### DATASET RECORDS
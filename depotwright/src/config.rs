//! Configuration file handling.
//!
//! Settings live in an INI file at `~/.depotwright/config.ini`:
//!
//! ```ini
//! [depots]
//! roots = /mnt/depots, /media/dvd
//! catalog = /home/me/catalog.json
//! fixes_dir = _Fixes
//! probe_depth = 1
//!
//! [install]
//! destination = /games/steamapps
//! language = en
//! run_script = true
//! install_common = true
//! install_fixes = true
//!
//! [host]
//! registry_file = /home/me/.depotwright/registry.ini
//!
//! [logging]
//! level = info
//! file = /home/me/.depotwright/depotwright.log
//! ```
//!
//! Missing files and missing keys fall back to defaults. [`ConfigKey`] names
//! every setting as `section.key` for the `config get|set|list` commands.

use std::fmt;
use std::path::{Path, PathBuf};
use std::str::FromStr;

use ini::Ini;
use thiserror::Error;

use crate::catalog::Culture;
use crate::depot::{DEFAULT_FIXES_DIR, DEFAULT_MAX_DEPTH};
use crate::logging::{LoggingSettings, LOG_LEVELS};

const CONFIG_DIR_NAME: &str = ".depotwright";
const CONFIG_FILE_NAME: &str = "config.ini";
const REGISTRY_FILE_NAME: &str = "registry.ini";

/// Errors that can occur while reading or writing the configuration.
#[derive(Debug, Error)]
pub enum ConfigError {
    #[error("failed to read config {path}: {message}")]
    Read { path: PathBuf, message: String },

    #[error("failed to write config {path}: {source}")]
    Write {
        path: PathBuf,
        #[source]
        source: std::io::Error,
    },

    #[error("unknown configuration key '{0}'")]
    UnknownKey(String),

    #[error("invalid value '{value}' for {key}: {reason}")]
    InvalidValue {
        key: String,
        value: String,
        reason: String,
    },
}

/// Directory holding the config file and the registry file.
pub fn config_dir() -> PathBuf {
    dirs::home_dir()
        .unwrap_or_else(|| PathBuf::from("."))
        .join(CONFIG_DIR_NAME)
}

/// Default location of the config file.
pub fn config_file_path() -> PathBuf {
    config_dir().join(CONFIG_FILE_NAME)
}

/// `[depots]` section.
#[derive(Debug, Clone, PartialEq, Eq)]
pub struct DepotsSettings {
    /// Directories searched for depot directories.
    pub roots: Vec<PathBuf>,
    /// JSON catalog replacing the built-in one.
    pub catalog: Option<PathBuf>,
    /// Name of the container directory holding fixes.
    pub fixes_dir: String,
    /// How deep below a root depot directories are searched.
    pub probe_depth: usize,
}

impl Default for DepotsSettings {
    fn default() -> Self {
        Self {
            roots: Vec::new(),
            catalog: None,
            fixes_dir: DEFAULT_FIXES_DIR.to_string(),
            probe_depth: DEFAULT_MAX_DEPTH,
        }
    }
}

/// `[install]` section.
#[derive(Debug, Clone, PartialEq, Eq)]
pub struct InstallSettings {
    pub destination: Option<PathBuf>,
    /// Culture code or name.
    pub language: Option<String>,
    pub run_script: bool,
    pub install_common: bool,
    pub install_fixes: bool,
}

impl Default for InstallSettings {
    fn default() -> Self {
        Self {
            destination: None,
            language: None,
            run_script: true,
            install_common: true,
            install_fixes: true,
        }
    }
}

/// `[host]` section.
#[derive(Debug, Clone, PartialEq, Eq)]
pub struct HostSettings {
    /// File backing the registry used by install scripts.
    pub registry_file: PathBuf,
}

impl Default for HostSettings {
    fn default() -> Self {
        Self {
            registry_file: config_dir().join(REGISTRY_FILE_NAME),
        }
    }
}

/// All settings of the config file.
#[derive(Debug, Clone, Default, PartialEq, Eq)]
pub struct ConfigFile {
    pub depots: DepotsSettings,
    pub install: InstallSettings,
    pub host: HostSettings,
    pub logging: LoggingSettings,
}

impl ConfigFile {
    /// Loads the config from the default location.
    pub fn load() -> Result<Self, ConfigError> {
        Self::load_from(&config_file_path())
    }

    /// Loads the config at `path`. A missing file yields the defaults.
    pub fn load_from(path: &Path) -> Result<Self, ConfigError> {
        let mut config = Self::default();
        if !path.exists() {
            return Ok(config);
        }

        let ini = Ini::load_from_file(path).map_err(|e| ConfigError::Read {
            path: path.to_path_buf(),
            message: e.to_string(),
        })?;

        for key in ConfigKey::all() {
            let value = ini
                .section(Some(key.section()))
                .and_then(|section| section.get(key.key_name()));
            if let Some(value) = value {
                key.set(&mut config, value)?;
            }
        }

        Ok(config)
    }

    /// Saves the config to the default location.
    pub fn save(&self) -> Result<(), ConfigError> {
        self.save_to(&config_file_path())
    }

    /// Writes every setting to `path`, creating parent directories.
    pub fn save_to(&self, path: &Path) -> Result<(), ConfigError> {
        let mut ini = Ini::new();
        for key in ConfigKey::all() {
            ini.with_section(Some(key.section()))
                .set(key.key_name(), key.get(self));
        }

        if let Some(parent) = path.parent() {
            std::fs::create_dir_all(parent).map_err(|source| ConfigError::Write {
                path: parent.to_path_buf(),
                source,
            })?;
        }
        ini.write_to_file(path).map_err(|source| ConfigError::Write {
            path: path.to_path_buf(),
            source,
        })
    }
}

/// A single setting, addressed as `section.key`.
#[derive(Debug, Clone, Copy, PartialEq, Eq, Hash)]
pub enum ConfigKey {
    DepotsRoots,
    DepotsCatalog,
    DepotsFixesDir,
    DepotsProbeDepth,
    InstallDestination,
    InstallLanguage,
    InstallRunScript,
    InstallCommon,
    InstallFixes,
    HostRegistryFile,
    LoggingLevel,
    LoggingFile,
}

impl ConfigKey {
    /// Every key, in config file order.
    pub fn all() -> &'static [ConfigKey] {
        &[
            Self::DepotsRoots,
            Self::DepotsCatalog,
            Self::DepotsFixesDir,
            Self::DepotsProbeDepth,
            Self::InstallDestination,
            Self::InstallLanguage,
            Self::InstallRunScript,
            Self::InstallCommon,
            Self::InstallFixes,
            Self::HostRegistryFile,
            Self::LoggingLevel,
            Self::LoggingFile,
        ]
    }

    pub fn section(&self) -> &'static str {
        match self {
            Self::DepotsRoots | Self::DepotsCatalog | Self::DepotsFixesDir | Self::DepotsProbeDepth => {
                "depots"
            }
            Self::InstallDestination
            | Self::InstallLanguage
            | Self::InstallRunScript
            | Self::InstallCommon
            | Self::InstallFixes => "install",
            Self::HostRegistryFile => "host",
            Self::LoggingLevel | Self::LoggingFile => "logging",
        }
    }

    pub fn key_name(&self) -> &'static str {
        match self {
            Self::DepotsRoots => "roots",
            Self::DepotsCatalog => "catalog",
            Self::DepotsFixesDir => "fixes_dir",
            Self::DepotsProbeDepth => "probe_depth",
            Self::InstallDestination => "destination",
            Self::InstallLanguage => "language",
            Self::InstallRunScript => "run_script",
            Self::InstallCommon => "install_common",
            Self::InstallFixes => "install_fixes",
            Self::HostRegistryFile => "registry_file",
            Self::LoggingLevel => "level",
            Self::LoggingFile => "file",
        }
    }

    /// Full name, `section.key`.
    pub fn name(&self) -> String {
        format!("{}.{}", self.section(), self.key_name())
    }

    /// Current value as text; empty when unset.
    pub fn get(&self, config: &ConfigFile) -> String {
        fn path_text(path: &Option<PathBuf>) -> String {
            path.as_ref()
                .map(|p| p.display().to_string())
                .unwrap_or_default()
        }

        match self {
            Self::DepotsRoots => config
                .depots
                .roots
                .iter()
                .map(|root| root.display().to_string())
                .collect::<Vec<_>>()
                .join(", "),
            Self::DepotsCatalog => path_text(&config.depots.catalog),
            Self::DepotsFixesDir => config.depots.fixes_dir.clone(),
            Self::DepotsProbeDepth => config.depots.probe_depth.to_string(),
            Self::InstallDestination => path_text(&config.install.destination),
            Self::InstallLanguage => config.install.language.clone().unwrap_or_default(),
            Self::InstallRunScript => config.install.run_script.to_string(),
            Self::InstallCommon => config.install.install_common.to_string(),
            Self::InstallFixes => config.install.install_fixes.to_string(),
            Self::HostRegistryFile => config.host.registry_file.display().to_string(),
            Self::LoggingLevel => config.logging.level.clone(),
            Self::LoggingFile => path_text(&config.logging.file),
        }
    }

    /// Validates `value` and stores it. An empty value clears optional
    /// settings and restores the default of the others.
    pub fn set(&self, config: &mut ConfigFile, value: &str) -> Result<(), ConfigError> {
        let value = value.trim();
        let invalid = |reason: &str| ConfigError::InvalidValue {
            key: self.name(),
            value: value.to_string(),
            reason: reason.to_string(),
        };
        let optional_path = || (!value.is_empty()).then(|| PathBuf::from(value));

        match self {
            Self::DepotsRoots => {
                config.depots.roots = value
                    .split(',')
                    .map(str::trim)
                    .filter(|root| !root.is_empty())
                    .map(PathBuf::from)
                    .collect();
            }
            Self::DepotsCatalog => config.depots.catalog = optional_path(),
            Self::DepotsFixesDir => {
                config.depots.fixes_dir = if value.is_empty() {
                    DEFAULT_FIXES_DIR.to_string()
                } else if value.contains(['/', '\\']) {
                    return Err(invalid("must be a directory name, not a path"));
                } else {
                    value.to_string()
                };
            }
            Self::DepotsProbeDepth => {
                config.depots.probe_depth = if value.is_empty() {
                    DEFAULT_MAX_DEPTH
                } else {
                    value
                        .parse()
                        .map_err(|_| invalid("expected a non-negative integer"))?
                };
            }
            Self::InstallDestination => config.install.destination = optional_path(),
            Self::InstallLanguage => {
                config.install.language = if value.is_empty() {
                    None
                } else if Culture::find(value).is_some() {
                    Some(value.to_string())
                } else {
                    return Err(invalid("unknown language"));
                };
            }
            Self::InstallRunScript => {
                config.install.run_script = parse_bool(value, true).ok_or_else(|| invalid("expected true or false"))?
            }
            Self::InstallCommon => {
                config.install.install_common = parse_bool(value, true).ok_or_else(|| invalid("expected true or false"))?
            }
            Self::InstallFixes => {
                config.install.install_fixes = parse_bool(value, true).ok_or_else(|| invalid("expected true or false"))?
            }
            Self::HostRegistryFile => {
                config.host.registry_file =
                    optional_path().unwrap_or_else(|| HostSettings::default().registry_file)
            }
            Self::LoggingLevel => {
                let level = value.to_lowercase();
                config.logging.level = if level.is_empty() {
                    LoggingSettings::default().level
                } else if LOG_LEVELS.contains(&level.as_str()) {
                    level
                } else {
                    return Err(invalid("expected error, warn, info, debug or trace"));
                };
            }
            Self::LoggingFile => config.logging.file = optional_path(),
        }
        Ok(())
    }
}

impl fmt::Display for ConfigKey {
    fn fmt(&self, f: &mut fmt::Formatter<'_>) -> fmt::Result {
        write!(f, "{}.{}", self.section(), self.key_name())
    }
}

impl FromStr for ConfigKey {
    type Err = ConfigError;

    fn from_str(s: &str) -> Result<Self, Self::Err> {
        let wanted = s.trim().to_lowercase();
        Self::all()
            .iter()
            .copied()
            .find(|key| key.name() == wanted)
            .ok_or_else(|| ConfigError::UnknownKey(s.to_string()))
    }
}

fn parse_bool(value: &str, default: bool) -> Option<bool> {
    match value.to_lowercase().as_str() {
        "" => Some(default),
        "true" | "yes" | "on" | "1" => Some(true),
        "false" | "no" | "off" | "0" => Some(false),
        _ => None,
    }
}

/// Human-readable byte count, e.g. `1.5 GB`.
pub fn format_size(bytes: u64) -> String {
    const UNITS: &[&str] = &["B", "KB", "MB", "GB", "TB"];

    let mut size = bytes as f64;
    let mut unit = 0;
    while size >= 1024.0 && unit < UNITS.len() - 1 {
        size /= 1024.0;
        unit += 1;
    }

    if unit == 0 {
        format!("{} {}", bytes, UNITS[0])
    } else {
        format!("{:.1} {}", size, UNITS[unit])
    }
}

### PROBLEM DESCRIPTION
What you return should be exactly the lines above, starting at the one with "if let Some(parent)" and ending at the one with "config file order.", and nothing else.

### ANSWER SECTION
        if let Some(parent) = path.parent() {
            std::fs::create_dir_all(parent).map_err(|source| ConfigError::Write {
                path: parent.to_path_buf(),
                source,
            })?;
        }
        ini.write_to_file(path).map_err(|source| ConfigError::Write {
            path: path.to_path_buf(),
            source,
        })
    }
}

/// A single setting, addressed as `section.key`.
#[derive(Debug, Clone, Copy, PartialEq, Eq, Hash)]
pub enum ConfigKey {
    DepotsRoots,
    DepotsCatalog,
    DepotsFixesDir,
    DepotsProbeDepth,
    InstallDestination,
    InstallLanguage,
    InstallRunScript,
    InstallCommon,
    InstallFixes,
    HostRegistryFile,
    LoggingLevel,
    LoggingFile,
}

impl ConfigKey {
    /// Every key, in config file order.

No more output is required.